Kelly no se había atrevido a ir adelante con el primero de los planes, el de hacerse pasar por una rica heredera para desenmascarar a Julian Cox porque se había enamorado y estaba en el séptimo cielo.

Y entonces Dee había anunciado que seguirían adelante con el plan B. El plan B consistía en que ella, Anna, le pidiera consejo financiero a Julian porque, supuestamente, tenía una cantidad de dinero ahorrada que quería invertir para conseguir el interés más alto posible.

Entrenada por Dee, que además había aportado las cincuenta mil libras que tenía que invertir, Anna había escuchado con aparente ingenuidad mientras Julian, como esperaba, la informaba de que conocía el negocio perfecto para ella.
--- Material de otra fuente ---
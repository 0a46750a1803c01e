use reqwest::StatusCode;
use thiserror::Error;

#[derive(Debug, Error)]
pub enum SearchError {
    #[error("invalid search url {url}: {reason}")]
    Url { url: String, reason: String },

    #[error("search request failed: {0}")]
    Request(#[from] reqwest::Error),

    #[error("search backend answered {status}: {body}")]
    Status { status: StatusCode, body: String },

    #[error("malformed search response: {0}")]
    Decode(#[from] serde_json::Error),
}
use reqwest::Url;

use crate::config::CONFIG;
use crate::error::SearchError;
use crate::models::{QueryParameters, SearchResponse};

pub const SEARCH_PATH: &str = "/search";

/// HTTP client for the backend's `/search` endpoint.
#[derive(Debug, Clone)]
pub struct SearchClient {
    base_url: String,
    http: reqwest::Client,
}

impl SearchClient {
    pub fn new(base_url: impl Into<String>) -> Self {
        Self::with_http(base_url, reqwest::Client::new())
    }

    pub fn with_http(base_url: impl Into<String>, http: reqwest::Client) -> Self {
        Self {
            base_url: base_url.into(),
            http,
        }
    }

    /// Client pointed at the configured backend
    pub fn from_config() -> Self {
        Self::new(CONFIG.base_url.clone())
    }

    pub fn base_url(&self) -> &str {
        &self.base_url
    }

    /// Builds `<base>/search?q=..&page=..&limit=..`. Every value is
    /// form-urlencoded, so `&`, `#` or `?` typed into the form stay inside
    /// their own parameter.
    pub fn search_url(&self, params: &QueryParameters) -> Result<Url, SearchError> {
        let url_error = |e: &dyn std::fmt::Display| SearchError::Url {
            url: self.base_url.clone(),
            reason: e.to_string(),
        };
        let base = Url::parse(&self.base_url).map_err(|e| url_error(&e))?;
        let mut url = base.join(SEARCH_PATH).map_err(|e| url_error(&e))?;
        url.query_pairs_mut()
            .clear()
            .append_pair("q", &params.query)
            .append_pair("page", &params.page)
            .append_pair("limit", &params.limit);
        Ok(url)
    }

    pub async fn search(&self, params: &QueryParameters) -> Result<SearchResponse, SearchError> {
        let url = self.search_url(params)?;
        tracing::debug!(%url, "sending search request");

        let res = self.http.get(url).send().await?;
        let status = res.status();
        let body = res.text().await?;

        if !status.is_success() {
            tracing::warn!(%status, "search backend returned an error");
            return Err(SearchError::Status {
                status,
                body: body.trim().to_string(),
            });
        }

        let response: SearchResponse = serde_json::from_str(&body)?;
        tracing::debug!(
            total = response.total_quantity,
            page = response.page_quantity,
            "search response decoded"
        );
        Ok(response)
    }
}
—Cincuenta mil libras, Dee —había protestado Anna—. Es muchísimo dinero…

—Da igual —había dicho su amiga con firmeza. Aunque Anna era cinco años mayor que Dee, la seguridad de su amiga a menudo la hacía sentir como si ella fuera la pequeña.

En realidad, eran un cuarteto un poco disparatado, tenía que reconocer. Beth, su ahijada de veinticuatro años, era una soñadora y por eso había sido una víctima fácil para Julian Cox. Kelly, la amiga de Beth y socia en su tienda de Rye, era mucho más impetuosa y Dee era la propietaria del edificio en el que estaban la tienda y el apartamento en el que vivían las dos. El padre de Dee había sido un empresario muy conocido y, tras su muerte, ella se había encargado del negocio familiar.

Dee había sido la primera en insistir en que Julian Cox pagase por lo que le había hecho a Beth.